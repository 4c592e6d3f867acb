//! Whitelist of free-text MusicBrainz tags that may count as genres.
//!
//! The whitelist is a plain text file with one tag name per line.  It is read
//! once at startup and never written back, except that a missing file is
//! created empty so users have somewhere to put their tags.

use std::collections::HashSet;
use std::fs;
use std::path::Path;

use tracing::debug;

/// Accepted tag names, matched case-insensitively.
#[derive(Debug, Clone, Default)]
pub struct Whitelist {
    names: HashSet<String>,
}

impl Whitelist {
    /// Build a whitelist from an iterator of names.  Surrounding whitespace is
    /// trimmed and blank names are ignored.
    pub fn from_names<I, S>(names: I) -> Self
    where
        I: IntoIterator<Item = S>,
        S: AsRef<str>,
    {
        let names = names
            .into_iter()
            .map(|n| n.as_ref().trim().to_lowercase())
            .filter(|n| !n.is_empty())
            .collect();
        Whitelist { names }
    }

    /// Load the whitelist from `path`.
    ///
    /// Never fails: if the file cannot be read an empty file is created in its
    /// place (best effort) and an empty whitelist is returned.
    pub fn load(path: &Path) -> Self {
        match fs::read_to_string(path) {
            Ok(content) => {
                let whitelist = Self::from_names(content.lines());
                debug!(
                    "Loaded {} whitelisted tag(s) from {}",
                    whitelist.len(),
                    path.display()
                );
                whitelist
            }
            Err(e) => {
                debug!("Whitelist file {} does not exist ({})", path.display(), e);
                create_empty(path);
                Whitelist::default()
            }
        }
    }

    pub fn contains(&self, name: &str) -> bool {
        self.names.contains(&name.to_lowercase())
    }

    pub fn len(&self) -> usize {
        self.names.len()
    }

    pub fn is_empty(&self) -> bool {
        self.names.is_empty()
    }
}

fn create_empty(path: &Path) {
    if let Some(parent) = path.parent() {
        if !parent.as_os_str().is_empty() {
            if let Err(e) = fs::create_dir_all(parent) {
                debug!("Could not create directory {}: {}", parent.display(), e);
            }
        }
    }
    if let Err(e) = fs::OpenOptions::new().create(true).append(true).open(path) {
        debug!("Could not create whitelist file {}: {}", path.display(), e);
    }
}
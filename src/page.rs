//! The hosted page.
//!
//! [`HostPage`] is everything the bridge needs from a document: reading one
//! attribute and prepending the affordance to a container. [`HtmlPage`]
//! implements it over a `scraper` DOM that can be rendered back to HTML.

use anyhow::{anyhow, bail, Context, Result};
use scraper::{ElementRef, Html, Selector};
use std::path::Path;

use crate::models::Affordance;

/// Read/modify access to the document the bridge augments.
pub trait HostPage {
    /// Value of `attribute` on the first element matching `selector`.
    fn attribute(&self, selector: &str, attribute: &str) -> Option<String>;

    /// Inserts `affordance` as the first child of the first element matching
    /// `container`. Returns `false` if nothing matched.
    fn prepend_affordance(&mut self, container: &str, affordance: &Affordance) -> Result<bool>;
}

/// An HTML document held in memory.
pub struct HtmlPage {
    document: Html,
}

impl HtmlPage {
    pub fn parse(html: &str) -> Self {
        Self {
            document: Html::parse_document(html),
        }
    }

    pub fn from_file(path: &Path) -> Result<Self> {
        let html = std::fs::read_to_string(path)
            .with_context(|| format!("Failed to read page: {}", path.display()))?;
        Ok(Self::parse(&html))
    }

    /// Downloads a page over HTTP(S).
    pub async fn fetch(client: &reqwest::Client, url: &str) -> Result<Self> {
        let response = client
            .get(url)
            .send()
            .await
            .with_context(|| format!("Failed to fetch page: {}", url))?;
        let status = response.status();
        if !status.is_success() {
            bail!("Failed to fetch page {}: HTTP {}", url, status);
        }
        let html = response.text().await?;
        Ok(Self::parse(&html))
    }

    /// Elements matching `selector`, in document order.
    ///
    /// `Html::select` walks the node arena, where prepended nodes sit after
    /// everything parsed with the page.
    fn select<'a, 'b>(&'a self, selector: &'b Selector) -> impl Iterator<Item = ElementRef<'a>> + 'b
    where
        'a: 'b,
    {
        self.document.root_element().select(selector)
    }

    /// Serializes the (possibly augmented) document.
    pub fn render(&self) -> String {
        self.document.html()
    }

    /// Number of elements matching `selector`; 0 for an invalid selector.
    pub fn count(&self, selector: &str) -> usize {
        match Selector::parse(selector) {
            Ok(sel) => self.select(&sel).count(),
            Err(_) => 0,
        }
    }

    /// Concatenated text of the first element matching `selector`.
    pub fn text(&self, selector: &str) -> Option<String> {
        let sel = Selector::parse(selector).ok()?;
        let text = self.select(&sel)
            .next()
            .map(|el| el.text().collect::<String>());
        text
    }
}

fn parse_selector(selector: &str) -> Result<Selector> {
    Selector::parse(selector).map_err(|e| anyhow!("invalid selector '{}': {}", selector, e))
}

impl HostPage for HtmlPage {
    fn attribute(&self, selector: &str, attribute: &str) -> Option<String> {
        let sel = Selector::parse(selector).ok()?;
        let value = self.select(&sel)
            .next()
            .and_then(|el| el.value().attr(attribute))
            .map(str::to_string);
        value
    }

    fn prepend_affordance(&mut self, container: &str, affordance: &Affordance) -> Result<bool> {
        let container_sel = parse_selector(container)?;
        let Some(container_id) = self.select(&container_sel).next().map(|el| el.id())
        else {
            return Ok(false);
        };

        let fragment = Html::parse_fragment(&affordance.to_markup());
        let item_sel = parse_selector("li")?;
        let item_id = fragment
            .select(&item_sel)
            .next()
            .map(|el| el.id())
            .ok_or_else(|| anyhow!("affordance markup has no list item"))?;
        let item = fragment
            .tree
            .get(item_id)
            .ok_or_else(|| anyhow!("affordance node missing"))?;

        let copied_id = self
            .document
            .tree
            .get_mut(container_id)
            .ok_or_else(|| anyhow!("container node missing"))?
            .prepend(item.value().clone())
            .id();

        // Copy the item's subtree out of the fragment, depth first.
        let mut pending = vec![(item_id, copied_id)];
        while let Some((source_id, dest_id)) = pending.pop() {
            let Some(source) = fragment.tree.get(source_id) else {
                continue;
            };
            for child in source.children() {
                let Some(mut dest) = self.document.tree.get_mut(dest_id) else {
                    break;
                };
                let new_id = dest.append(child.value().clone()).id();
                pending.push((child.id(), new_id));
            }
        }

        Ok(true)
    }
}

#[cfg(test)]
mod tests {
    use super::*;

    const PAGE: &str = r#"<!DOCTYPE html>
<html><head>
<meta name="citation_title" content="Attention Is All You Need">
</head><body>
<div class="full-text"><ul><li><a href="/pdf/1706.03762">PDF</a></li></ul></div>
<div class="full-text"><ul><li>Other</li></ul></div>
</body></html>"#;

    #[test]
    fn reads_meta_content() {
        let page = HtmlPage::parse(PAGE);
        assert_eq!(
            page.attribute("meta[name=citation_title]", "content").as_deref(),
            Some("Attention Is All You Need")
        );
        assert_eq!(page.attribute("meta[name=citation_doi]", "content"), None);
        assert_eq!(page.attribute("meta[name=citation_title]", "lang"), None);
    }

    #[test]
    fn invalid_selector_reads_nothing() {
        let page = HtmlPage::parse(PAGE);
        assert_eq!(page.attribute("meta[[", "content"), None);
    }

    #[test]
    fn prepends_into_first_container_only() {
        let mut page = HtmlPage::parse(PAGE);
        let injected = page
            .prepend_affordance(".full-text ul", &Affordance::new("Open in Pulp", "open_in_pulp"))
            .unwrap();
        assert!(injected);

        assert_eq!(page.count("a.open_in_pulp"), 1);
        assert_eq!(page.text(".full-text ul li").as_deref(), Some("Open in Pulp"));
        assert_eq!(page.count(".full-text ul li"), 3);

        let html = page.render();
        let link = html.find("open_in_pulp").unwrap();
        let pdf = html.find("/pdf/1706.03762").unwrap();
        assert!(link < pdf, "affordance should come first: {}", html);
        assert!(html.contains("href=\"#\""));
    }

    #[test]
    fn reads_follow_document_order_after_prepend() {
        let mut page = HtmlPage::parse(PAGE);
        page.prepend_affordance(".full-text ul", &Affordance::new("Open in Pulp", "open_in_pulp"))
            .unwrap();

        assert_eq!(page.text("li").as_deref(), Some("Open in Pulp"));
        assert_eq!(page.attribute(".full-text ul li a", "href").as_deref(), Some("#"));

        // A second prepend still targets the first container in the document.
        page.prepend_affordance(".full-text ul", &Affordance::new("Again", "open_in_pulp"))
            .unwrap();
        assert_eq!(page.text(".full-text ul li").as_deref(), Some("Again"));
        assert_eq!(page.text(".full-text:nth-of-type(2) ul li").as_deref(), Some("Other"));
    }

    #[test]
    fn missing_container_is_not_an_error() {
        let mut page = HtmlPage::parse("<html><body><p>nothing</p></body></html>");
        let before = page.render();
        let injected = page
            .prepend_affordance(".full-text ul", &Affordance::new("Open in Pulp", "open_in_pulp"))
            .unwrap();
        assert!(!injected);
        assert_eq!(page.render(), before);
    }

    #[test]
    fn label_is_text_not_markup() {
        let mut page = HtmlPage::parse(PAGE);
        page.prepend_affordance(".full-text ul", &Affordance::new("<b>Open</b>", "open_in_pulp"))
            .unwrap();
        assert_eq!(page.count(".full-text b"), 0);
        assert_eq!(page.text("a.open_in_pulp").as_deref(), Some("<b>Open</b>"));
    }

    #[test]
    fn reads_from_file() {
        let tmp = tempfile::TempDir::new().unwrap();
        let path = tmp.path().join("abs.html");
        std::fs::write(&path, PAGE).unwrap();
        let page = HtmlPage::from_file(&path).unwrap();
        assert_eq!(page.count(".full-text"), 2);
    }
}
────────────────
WHAT YOU HAVE TO DO: Please give again only the lines from the start of the material through the line holding "#[derive(Debug, Clone, Default)]", exactly as they are written.

EXERCISE RESPONSE:
repository 4c592e6d3f867acb
//! Whitelist of free-text MusicBrainz tags that may count as genres.
//!
//! The whitelist is a plain text file with one tag name per line.  It is read
//! once at startup and never written back, except that a missing file is
//! created empty so users have somewhere to put their tags.

use std::collections::HashSet;
use std::fs;
use std::path::Path;

use tracing::debug;

/// Accepted tag names, matched case-insensitively.
#[derive(Debug, Clone, Default)]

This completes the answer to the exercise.